____ DATA SUPPLIED

//! Conversion context and options for Markdown to LaTeX conversion
//!
//! This module handles the per-document converter state, output buffering,
//! and conversion options.

use fxhash::FxHashMap;

use super::table::TableLayoutRule;
use super::{ConversionWarning, WarningKind};
#[cfg(feature = "config")]
use crate::utils::error::{ConversionError, ConversionResult};

/// Top-level sectioning division used for `#` headings
#[derive(Debug, Clone, Copy, PartialEq, Eq, Default)]
#[cfg_attr(
    any(feature = "config", feature = "wasm"),
    derive(serde::Serialize, serde::Deserialize),
    serde(rename_all = "lowercase")
)]
pub enum TopLevel {
    /// `#` → `\chapter` (book/report classes)
    #[default]
    Chapter,
    /// `#` → `\section` (article class)
    Section,
}

/// Environment used for fenced code blocks
#[derive(Debug, Clone, Copy, PartialEq, Eq, Default)]
#[cfg_attr(
    any(feature = "config", feature = "wasm"),
    derive(serde::Serialize, serde::Deserialize),
    serde(rename_all = "lowercase")
)]
pub enum CodeEnvironment {
    /// `\begin{minted}{lang}`
    #[default]
    Minted,
    /// `\begin{verbatim}` (language dropped)
    Verbatim,
    /// `\begin{lstlisting}[language=...]`
    Listings,
}

impl CodeEnvironment {
    /// LaTeX environment name
    pub fn env_name(&self) -> &'static str {
        match self {
            CodeEnvironment::Minted => "minted",
            CodeEnvironment::Verbatim => "verbatim",
            CodeEnvironment::Listings => "lstlisting",
        }
    }
}

/// Tabular environment family used for Markdown tables
#[derive(Debug, Clone, Copy, PartialEq, Eq, Default)]
#[cfg_attr(
    any(feature = "config", feature = "wasm"),
    derive(serde::Serialize, serde::Deserialize),
    serde(rename_all = "lowercase")
)]
pub enum TableStyle {
    /// `tabularx` spanning `\textwidth`, one expanding `X` column
    #[default]
    Tabularx,
    /// Plain `tabular` with one `l`/`c`/`r` column per field
    Tabular,
}

/// Options for Markdown to LaTeX conversion
#[derive(Debug, Clone)]
#[cfg_attr(
    any(feature = "config", feature = "wasm"),
    derive(serde::Serialize, serde::Deserialize),
    serde(default)
)]
pub struct M2LOptions {
    /// Sectioning command used for level-1 headings
    pub top_level: TopLevel,
    /// Environment for fenced code blocks
    pub code_environment: CodeEnvironment,
    /// Language used when a fence carries no info string
    pub default_code_language: String,
    /// Float placement specifier for `table`/`figure` (empty = none)
    pub float_placement: String,
    /// Tabular family for tables without a matching layout rule
    pub table_style: TableStyle,
    /// Wrap header cells in `\textbf{}`
    pub bold_table_header: bool,
    /// Header-keyword driven column layouts, checked in order
    pub table_rules: Vec<TableLayoutRule>,
    /// Caption for tables that have neither a caption marker nor a rule caption
    pub default_table_caption: Option<String>,
    /// Replace checkboxes and emoji with LaTeX commands
    pub replace_symbols: bool,
    /// Whether to wrap output in a complete LaTeX document
    pub full_document: bool,
    /// Document class to use (default: "book")
    pub document_class: String,
    /// Document title (optional)
    pub title: Option<String>,
    /// Document author (optional)
    pub author: Option<String>,
}

impl Default for M2LOptions {
    fn default() -> Self {
        Self {
            top_level: TopLevel::Chapter,
            code_environment: CodeEnvironment::Minted,
            default_code_language: "text".to_string(),
            float_placement: "H".to_string(),
            table_style: TableStyle::Tabularx,
            bold_table_header: true,
            table_rules: Vec::new(),
            default_table_caption: None,
            replace_symbols: false,
            full_document: false,
            document_class: "book".to_string(),
            title: None,
            author: None,
        }
    }
}

impl M2LOptions {
    pub fn new() -> Self {
        Self::default()
    }

    pub fn full_document() -> Self {
        Self {
            full_document: true,
            ..Default::default()
        }
    }

    /// Options for article-style output (`#` → `\section`)
    pub fn article() -> Self {
        Self {
            top_level: TopLevel::Section,
            document_class: "article".to_string(),
            ..Default::default()
        }
    }

    /// Float placement as it appears after `\begin{env}`
    pub fn placement_suffix(&self) -> String {
        if self.float_placement.is_empty() {
            String::new()
        } else {
            format!("[{}]", self.float_placement)
        }
    }

    /// Parse options from a TOML document
    #[cfg(feature = "config")]
    pub fn from_toml_str(source: &str) -> ConversionResult<Self> {
        toml::from_str(source).map_err(|e| ConversionError::config(e.to_string()))
    }

    /// Load options from a TOML file
    #[cfg(all(feature = "config", not(target_arch = "wasm32")))]
    pub fn load(path: impl AsRef<std::path::Path>) -> ConversionResult<Self> {
        let source = std::fs::read_to_string(path.as_ref())?;
        Self::from_toml_str(&source)
    }
}

/// List environment style
#[derive(Debug, Clone, Copy, PartialEq, Eq)]
pub enum ListStyle {
    Bullet,
    Numbered,
}

impl ListStyle {
    /// LaTeX environment name
    pub fn env_name(&self) -> &'static str {
        match self {
            ListStyle::Bullet => "itemize",
            ListStyle::Numbered => "enumerate",
        }
    }
}

/// The block currently open across lines.
///
/// Lists, quotes and code fences exclude each other; opening one closes the
/// other first.
#[derive(Debug, Clone, PartialEq, Eq, Default)]
pub enum OpenBlock {
    #[default]
    None,
    List(ListStyle),
    Quote,
    CodeFence { language: Option<String>, line: usize },
}

/// Float kind a caption marker targets
#[derive(Debug, Clone, Copy, PartialEq, Eq)]
pub enum CaptionKind {
    Figure,
    Table,
}

impl CaptionKind {
    /// LaTeX float environment name
    pub fn env_name(&self) -> &'static str {
        match self {
            CaptionKind::Figure => "figure",
            CaptionKind::Table => "table",
        }
    }
}

/// A caption seen ahead of the container it describes
#[derive(Debug, Clone, PartialEq, Eq)]
pub struct CaptionMarker {
    pub kind: CaptionKind,
    /// Label slug derived from the marker's kind word
    pub label: String,
    /// Raw caption text (escaped on output)
    pub text: String,
    /// Source line of the marker (1-based)
    pub line: usize,
}

/// Initial capacity for the output line buffer
const INITIAL_BUFFER_CAPACITY: usize = 256;

/// Conversion state for one document
pub struct ConvertContext {
    /// Conversion options
    pub options: M2LOptions,
    /// Emitted LaTeX lines
    pub output: Vec<String>,
    /// Block left open by previous lines
    pub open: OpenBlock,
    /// Raw rows of the table being accumulated
    pub table_buffer: Vec<String>,
    /// Source line of the first buffered table row
    pub table_start_line: usize,
    /// Caption waiting for its table or figure
    pub pending_caption: Option<CaptionMarker>,
    /// Current source line (1-based)
    pub line_number: usize,
    /// Collected warnings during conversion
    pub warnings: Vec<ConversionWarning>,
    /// Labels emitted so far, with their use count
    pub labels: FxHashMap<String, usize>,
}

impl ConvertContext {
    /// Create a new context with pre-allocated buffer
    pub fn new(options: M2LOptions) -> Self {
        Self {
            options,
            output: Vec::with_capacity(INITIAL_BUFFER_CAPACITY),
            open: OpenBlock::None,
            table_buffer: Vec::new(),
            table_start_line: 0,
            pending_caption: None,
            line_number: 0,
            warnings: Vec::new(),
            labels: FxHashMap::default(),
        }
    }

    /// Push one output line
    pub fn emit(&mut self, line: impl Into<String>) {
        self.output.push(line.into());
    }

    /// Add a warning at the current source line
    pub fn warn(&mut self, kind: WarningKind, message: impl Into<String>) {
        let line = self.line_number;
        self.warn_at(kind, message, line);
    }

    /// Add a warning at a specific source line
    pub fn warn_at(&mut self, kind: WarningKind, message: impl Into<String>, line: usize) {
        self.warnings.push(ConversionWarning::at_line(kind, message, line));
    }

    /// Record a label; reused labels produce a warning
    pub fn register_label(&mut self, label: &str, line: usize) {
        let count = self.labels.entry(label.to_string()).or_insert(0);
        *count += 1;
        if *count > 1 {
            let message = format!("label '{}' is used {} times", label, count);
            self.warn_at(WarningKind::DuplicateLabel, message, line);
        }
    }

    /// Check if a quote is open
    pub fn in_quote(&self) -> bool {
        matches!(self.open, OpenBlock::Quote)
    }

    /// Check if a code fence is open
    pub fn in_code_fence(&self) -> bool {
        matches!(self.open, OpenBlock::CodeFence { .. })
    }

    /// Close an open list, if any
    pub fn close_list(&mut self) {
        if let OpenBlock::List(style) = self.open {
            self.emit(format!("\\end{{{}}}", style.env_name()));
            self.open = OpenBlock::None;
        }
    }

    /// Close an open quote, if any
    pub fn close_quote(&mut self) {
        if self.in_quote() {
            self.emit("\\end{quote}");
            self.open = OpenBlock::None;
        }
    }

    /// Close an open code fence, if any
    pub fn close_code_fence(&mut self) {
        if self.in_code_fence() {
            let env = self.options.code_environment.env_name();
            self.emit(format!("\\end{{{}}}", env));
            self.open = OpenBlock::None;
        }
    }

    /// Close whichever block is open
    pub fn close_open_block(&mut self) {
        match self.open {
            OpenBlock::None => {}
            OpenBlock::List(_) => self.close_list(),
            OpenBlock::Quote => self.close_quote(),
            OpenBlock::CodeFence { .. } => self.close_code_fence(),
        }
    }

    /// Take the emitted lines and warnings
    pub fn finish(self) -> (Vec<String>, Vec<ConversionWarning>) {
        (self.output, self.warnings)
    }
}

impl Default for ConvertContext {
    fn default() -> Self {
        Self::new(M2LOptions::default())
    }
}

________

WHAT YOU HAVE TO DO: Go over the entries above and say how many lines hold the string "CaptionMarker", with no other text.

EXERCISE RESULT: 2